[Records drawn from a dataset]
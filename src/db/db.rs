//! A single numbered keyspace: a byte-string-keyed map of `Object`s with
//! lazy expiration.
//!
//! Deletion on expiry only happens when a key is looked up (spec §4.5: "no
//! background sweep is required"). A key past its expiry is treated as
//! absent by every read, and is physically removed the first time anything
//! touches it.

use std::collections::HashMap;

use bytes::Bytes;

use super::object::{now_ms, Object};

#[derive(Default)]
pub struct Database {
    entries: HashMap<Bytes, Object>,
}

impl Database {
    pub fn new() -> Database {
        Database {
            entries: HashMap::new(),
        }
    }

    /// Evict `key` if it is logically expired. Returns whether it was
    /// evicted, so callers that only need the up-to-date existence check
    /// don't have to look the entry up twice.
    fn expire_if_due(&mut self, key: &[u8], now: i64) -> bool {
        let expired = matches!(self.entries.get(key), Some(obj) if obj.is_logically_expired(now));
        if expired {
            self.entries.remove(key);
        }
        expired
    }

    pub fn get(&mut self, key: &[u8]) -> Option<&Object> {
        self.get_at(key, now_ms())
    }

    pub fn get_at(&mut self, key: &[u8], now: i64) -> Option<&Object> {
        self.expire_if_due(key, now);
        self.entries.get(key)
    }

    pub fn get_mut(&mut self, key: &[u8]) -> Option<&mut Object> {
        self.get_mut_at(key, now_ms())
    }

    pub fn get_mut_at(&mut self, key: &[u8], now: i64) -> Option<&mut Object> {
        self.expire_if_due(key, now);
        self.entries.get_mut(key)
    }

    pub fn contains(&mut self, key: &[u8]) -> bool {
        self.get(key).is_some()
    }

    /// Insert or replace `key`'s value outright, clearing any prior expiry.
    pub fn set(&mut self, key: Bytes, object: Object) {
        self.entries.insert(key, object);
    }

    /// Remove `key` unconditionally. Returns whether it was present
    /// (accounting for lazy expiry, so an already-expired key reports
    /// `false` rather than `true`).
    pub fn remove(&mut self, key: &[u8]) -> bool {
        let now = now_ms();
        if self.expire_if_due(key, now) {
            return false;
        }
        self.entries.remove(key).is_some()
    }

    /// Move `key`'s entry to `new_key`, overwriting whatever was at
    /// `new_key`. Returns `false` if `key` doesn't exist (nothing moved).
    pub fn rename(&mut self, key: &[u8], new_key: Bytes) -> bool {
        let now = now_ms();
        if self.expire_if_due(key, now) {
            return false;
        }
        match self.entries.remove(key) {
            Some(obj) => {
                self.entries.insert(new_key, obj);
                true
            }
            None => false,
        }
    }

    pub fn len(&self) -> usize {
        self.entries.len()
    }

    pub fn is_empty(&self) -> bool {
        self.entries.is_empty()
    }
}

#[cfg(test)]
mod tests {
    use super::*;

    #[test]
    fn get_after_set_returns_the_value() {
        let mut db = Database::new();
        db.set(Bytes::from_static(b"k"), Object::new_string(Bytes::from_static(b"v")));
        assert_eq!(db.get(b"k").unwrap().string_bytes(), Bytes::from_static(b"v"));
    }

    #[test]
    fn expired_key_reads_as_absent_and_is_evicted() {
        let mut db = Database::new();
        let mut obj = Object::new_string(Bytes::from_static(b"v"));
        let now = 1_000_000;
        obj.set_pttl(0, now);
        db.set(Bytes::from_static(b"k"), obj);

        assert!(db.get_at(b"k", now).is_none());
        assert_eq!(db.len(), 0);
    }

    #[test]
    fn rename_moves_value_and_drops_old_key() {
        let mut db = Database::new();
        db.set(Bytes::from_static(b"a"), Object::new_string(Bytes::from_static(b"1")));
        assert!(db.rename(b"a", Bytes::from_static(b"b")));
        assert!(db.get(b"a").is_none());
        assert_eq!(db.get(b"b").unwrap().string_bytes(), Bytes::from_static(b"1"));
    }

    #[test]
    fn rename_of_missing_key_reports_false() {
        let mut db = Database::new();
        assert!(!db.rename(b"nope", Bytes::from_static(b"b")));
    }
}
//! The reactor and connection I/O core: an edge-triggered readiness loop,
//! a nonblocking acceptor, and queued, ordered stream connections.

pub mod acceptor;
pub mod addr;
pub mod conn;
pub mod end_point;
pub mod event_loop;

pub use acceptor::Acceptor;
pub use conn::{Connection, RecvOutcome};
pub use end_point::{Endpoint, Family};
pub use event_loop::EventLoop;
...
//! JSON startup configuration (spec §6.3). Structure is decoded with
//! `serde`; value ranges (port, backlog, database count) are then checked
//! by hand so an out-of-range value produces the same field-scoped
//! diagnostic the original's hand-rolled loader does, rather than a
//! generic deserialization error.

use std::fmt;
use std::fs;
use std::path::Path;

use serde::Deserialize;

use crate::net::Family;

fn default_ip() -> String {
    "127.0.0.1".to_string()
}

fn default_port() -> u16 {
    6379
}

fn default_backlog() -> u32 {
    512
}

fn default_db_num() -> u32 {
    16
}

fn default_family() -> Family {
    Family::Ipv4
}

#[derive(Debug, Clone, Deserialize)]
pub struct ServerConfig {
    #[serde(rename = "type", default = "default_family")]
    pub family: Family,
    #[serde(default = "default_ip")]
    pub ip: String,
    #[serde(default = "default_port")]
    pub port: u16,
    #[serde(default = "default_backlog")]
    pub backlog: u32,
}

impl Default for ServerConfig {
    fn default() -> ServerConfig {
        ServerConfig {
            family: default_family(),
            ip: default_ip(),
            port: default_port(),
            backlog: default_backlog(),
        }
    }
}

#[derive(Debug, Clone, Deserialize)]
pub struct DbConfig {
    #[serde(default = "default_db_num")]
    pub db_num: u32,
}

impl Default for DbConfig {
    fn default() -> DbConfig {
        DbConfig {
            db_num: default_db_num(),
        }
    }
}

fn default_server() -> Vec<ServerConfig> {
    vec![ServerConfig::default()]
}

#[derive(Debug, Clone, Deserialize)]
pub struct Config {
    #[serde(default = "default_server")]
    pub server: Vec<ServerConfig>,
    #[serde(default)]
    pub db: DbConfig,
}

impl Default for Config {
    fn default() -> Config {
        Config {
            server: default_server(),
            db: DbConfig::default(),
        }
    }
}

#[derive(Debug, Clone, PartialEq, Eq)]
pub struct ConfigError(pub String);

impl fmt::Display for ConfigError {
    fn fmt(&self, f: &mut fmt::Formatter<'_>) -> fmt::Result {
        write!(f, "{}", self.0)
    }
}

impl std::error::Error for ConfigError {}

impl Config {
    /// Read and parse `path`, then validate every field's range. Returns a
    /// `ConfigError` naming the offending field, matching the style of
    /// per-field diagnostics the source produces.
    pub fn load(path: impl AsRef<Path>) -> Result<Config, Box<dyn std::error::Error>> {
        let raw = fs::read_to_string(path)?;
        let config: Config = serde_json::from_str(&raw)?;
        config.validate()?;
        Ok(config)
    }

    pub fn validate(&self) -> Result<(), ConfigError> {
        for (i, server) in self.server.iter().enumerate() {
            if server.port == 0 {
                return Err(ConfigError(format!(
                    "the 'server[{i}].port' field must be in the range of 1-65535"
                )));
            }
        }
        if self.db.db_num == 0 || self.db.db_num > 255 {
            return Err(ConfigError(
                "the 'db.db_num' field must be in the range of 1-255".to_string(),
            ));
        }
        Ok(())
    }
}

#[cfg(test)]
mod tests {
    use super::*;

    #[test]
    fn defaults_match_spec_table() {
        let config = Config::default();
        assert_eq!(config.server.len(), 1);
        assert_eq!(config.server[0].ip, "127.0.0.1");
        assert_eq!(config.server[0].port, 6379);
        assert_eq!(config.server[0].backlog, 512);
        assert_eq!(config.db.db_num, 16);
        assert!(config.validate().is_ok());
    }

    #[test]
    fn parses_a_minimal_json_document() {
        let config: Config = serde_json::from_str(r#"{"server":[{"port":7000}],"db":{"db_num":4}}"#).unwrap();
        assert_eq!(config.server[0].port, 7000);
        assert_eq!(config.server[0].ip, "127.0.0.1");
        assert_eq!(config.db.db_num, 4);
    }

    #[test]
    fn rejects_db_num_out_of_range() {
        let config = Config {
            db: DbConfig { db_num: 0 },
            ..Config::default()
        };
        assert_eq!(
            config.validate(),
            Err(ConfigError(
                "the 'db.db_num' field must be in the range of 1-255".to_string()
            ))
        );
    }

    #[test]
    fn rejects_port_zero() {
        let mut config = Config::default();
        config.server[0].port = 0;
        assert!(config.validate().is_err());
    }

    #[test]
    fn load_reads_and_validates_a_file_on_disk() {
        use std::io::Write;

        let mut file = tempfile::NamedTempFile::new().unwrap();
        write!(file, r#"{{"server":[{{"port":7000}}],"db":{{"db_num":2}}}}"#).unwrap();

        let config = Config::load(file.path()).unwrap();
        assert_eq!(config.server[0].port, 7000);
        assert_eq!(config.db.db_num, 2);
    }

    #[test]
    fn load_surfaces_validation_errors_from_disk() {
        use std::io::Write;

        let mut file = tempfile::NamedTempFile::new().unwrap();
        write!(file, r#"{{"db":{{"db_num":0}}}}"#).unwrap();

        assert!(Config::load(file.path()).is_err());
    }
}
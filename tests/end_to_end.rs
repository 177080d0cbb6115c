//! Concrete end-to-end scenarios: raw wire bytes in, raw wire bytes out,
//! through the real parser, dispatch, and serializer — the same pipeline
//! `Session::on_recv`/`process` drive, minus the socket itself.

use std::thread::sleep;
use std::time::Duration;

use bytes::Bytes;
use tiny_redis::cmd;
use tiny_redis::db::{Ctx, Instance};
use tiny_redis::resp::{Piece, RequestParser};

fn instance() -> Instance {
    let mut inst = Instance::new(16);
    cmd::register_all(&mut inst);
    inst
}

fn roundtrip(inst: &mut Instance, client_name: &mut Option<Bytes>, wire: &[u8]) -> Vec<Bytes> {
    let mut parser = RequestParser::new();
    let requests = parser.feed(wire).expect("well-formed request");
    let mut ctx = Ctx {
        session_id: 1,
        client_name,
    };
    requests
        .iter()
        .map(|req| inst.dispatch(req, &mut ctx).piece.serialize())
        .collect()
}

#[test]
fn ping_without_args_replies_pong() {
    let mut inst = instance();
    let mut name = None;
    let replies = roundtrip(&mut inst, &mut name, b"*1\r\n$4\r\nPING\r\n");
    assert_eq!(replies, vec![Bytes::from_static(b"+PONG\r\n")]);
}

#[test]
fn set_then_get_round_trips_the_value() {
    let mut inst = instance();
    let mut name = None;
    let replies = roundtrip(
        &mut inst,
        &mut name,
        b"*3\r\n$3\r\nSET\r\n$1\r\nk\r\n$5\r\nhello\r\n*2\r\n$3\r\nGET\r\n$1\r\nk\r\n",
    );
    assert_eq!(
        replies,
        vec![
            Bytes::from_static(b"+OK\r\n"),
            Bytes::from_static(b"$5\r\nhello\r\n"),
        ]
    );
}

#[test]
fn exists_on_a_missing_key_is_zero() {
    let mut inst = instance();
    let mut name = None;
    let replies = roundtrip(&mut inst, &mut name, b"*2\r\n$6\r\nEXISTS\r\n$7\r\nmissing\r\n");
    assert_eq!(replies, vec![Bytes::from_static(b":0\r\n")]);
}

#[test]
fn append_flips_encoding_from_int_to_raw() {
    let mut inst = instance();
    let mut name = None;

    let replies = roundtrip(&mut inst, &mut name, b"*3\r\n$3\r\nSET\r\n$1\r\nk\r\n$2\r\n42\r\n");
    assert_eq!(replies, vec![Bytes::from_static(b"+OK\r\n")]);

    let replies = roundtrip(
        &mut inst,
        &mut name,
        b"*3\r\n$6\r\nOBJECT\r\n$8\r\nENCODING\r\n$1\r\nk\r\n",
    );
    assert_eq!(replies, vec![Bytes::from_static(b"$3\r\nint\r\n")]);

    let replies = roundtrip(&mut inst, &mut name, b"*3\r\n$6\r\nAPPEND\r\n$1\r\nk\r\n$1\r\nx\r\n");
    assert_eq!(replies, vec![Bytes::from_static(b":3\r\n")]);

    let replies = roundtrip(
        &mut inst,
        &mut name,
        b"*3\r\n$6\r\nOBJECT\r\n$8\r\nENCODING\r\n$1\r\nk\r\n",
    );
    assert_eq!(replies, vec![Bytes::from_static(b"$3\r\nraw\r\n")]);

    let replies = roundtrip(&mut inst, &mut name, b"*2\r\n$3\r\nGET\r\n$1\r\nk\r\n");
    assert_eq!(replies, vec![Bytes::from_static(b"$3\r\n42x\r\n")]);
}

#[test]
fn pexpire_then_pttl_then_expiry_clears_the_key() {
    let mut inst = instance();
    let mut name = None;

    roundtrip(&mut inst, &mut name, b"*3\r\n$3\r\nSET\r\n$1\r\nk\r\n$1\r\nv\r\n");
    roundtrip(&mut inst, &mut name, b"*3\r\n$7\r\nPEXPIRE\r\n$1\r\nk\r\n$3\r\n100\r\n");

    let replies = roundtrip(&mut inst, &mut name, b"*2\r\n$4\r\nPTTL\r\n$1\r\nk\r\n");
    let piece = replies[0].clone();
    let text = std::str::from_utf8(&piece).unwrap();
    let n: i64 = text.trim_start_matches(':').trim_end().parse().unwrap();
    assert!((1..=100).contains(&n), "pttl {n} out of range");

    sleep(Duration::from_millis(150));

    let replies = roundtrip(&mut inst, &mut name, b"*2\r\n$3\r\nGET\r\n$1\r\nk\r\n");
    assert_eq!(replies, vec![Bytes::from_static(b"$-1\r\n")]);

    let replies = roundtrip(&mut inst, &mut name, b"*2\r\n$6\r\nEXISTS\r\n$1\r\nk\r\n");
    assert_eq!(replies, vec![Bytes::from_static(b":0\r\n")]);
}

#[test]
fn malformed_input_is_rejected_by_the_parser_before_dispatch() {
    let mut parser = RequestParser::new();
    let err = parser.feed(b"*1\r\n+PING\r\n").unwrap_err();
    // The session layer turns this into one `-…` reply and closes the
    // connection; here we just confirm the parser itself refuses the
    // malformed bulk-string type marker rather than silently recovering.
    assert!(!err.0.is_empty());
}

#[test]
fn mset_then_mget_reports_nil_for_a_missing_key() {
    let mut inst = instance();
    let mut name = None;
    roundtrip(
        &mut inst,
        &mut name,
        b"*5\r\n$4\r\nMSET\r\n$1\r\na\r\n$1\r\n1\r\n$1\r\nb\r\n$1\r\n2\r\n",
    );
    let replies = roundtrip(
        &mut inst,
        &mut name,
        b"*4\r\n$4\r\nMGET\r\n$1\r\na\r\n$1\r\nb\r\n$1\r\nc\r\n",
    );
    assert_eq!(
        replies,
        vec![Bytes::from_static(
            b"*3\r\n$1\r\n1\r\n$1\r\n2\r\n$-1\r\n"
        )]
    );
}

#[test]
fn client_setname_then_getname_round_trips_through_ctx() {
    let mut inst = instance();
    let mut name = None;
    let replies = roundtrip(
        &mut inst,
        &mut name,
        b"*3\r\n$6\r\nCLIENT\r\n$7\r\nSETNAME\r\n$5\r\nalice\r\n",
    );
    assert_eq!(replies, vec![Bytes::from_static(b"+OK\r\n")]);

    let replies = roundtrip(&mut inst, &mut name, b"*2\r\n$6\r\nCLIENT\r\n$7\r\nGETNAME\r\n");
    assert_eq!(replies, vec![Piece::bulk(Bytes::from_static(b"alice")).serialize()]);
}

* **WHAT THIS TASK INVOLVES**: If a line in the records above holds the string "time", copy it out.

* **EXERCISE RESULT**:
//! absent by every read, and is physically removed the first time anything
use std::time::Duration;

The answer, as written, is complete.